### RECORDS SUPPLIED
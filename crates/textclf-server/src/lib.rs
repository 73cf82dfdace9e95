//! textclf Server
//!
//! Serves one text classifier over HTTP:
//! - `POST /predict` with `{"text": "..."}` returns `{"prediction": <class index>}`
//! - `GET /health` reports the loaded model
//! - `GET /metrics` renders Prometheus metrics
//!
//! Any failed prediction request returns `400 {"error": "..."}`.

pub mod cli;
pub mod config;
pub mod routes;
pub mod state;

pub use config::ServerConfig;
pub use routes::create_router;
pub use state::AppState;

### YOUR OBJECTIVE
All of the data is to be written out again, word for word.

### RESPONSE
filename crates/textclf-server/src/lib.rs
repository 73cf82dfdace9e95
//! textclf Server
//!
//! Serves one text classifier over HTTP:
//! - `POST /predict` with `{"text": "..."}` returns `{"prediction": <class index>}`
//! - `GET /health` reports the loaded model
//! - `GET /metrics` renders Prometheus metrics
//!
//! Any failed prediction request returns `400 {"error": "..."}`.

pub mod cli;
pub mod config;
pub mod routes;
pub mod state;

pub use config::ServerConfig;
pub use routes::create_router;
pub use state::AppState;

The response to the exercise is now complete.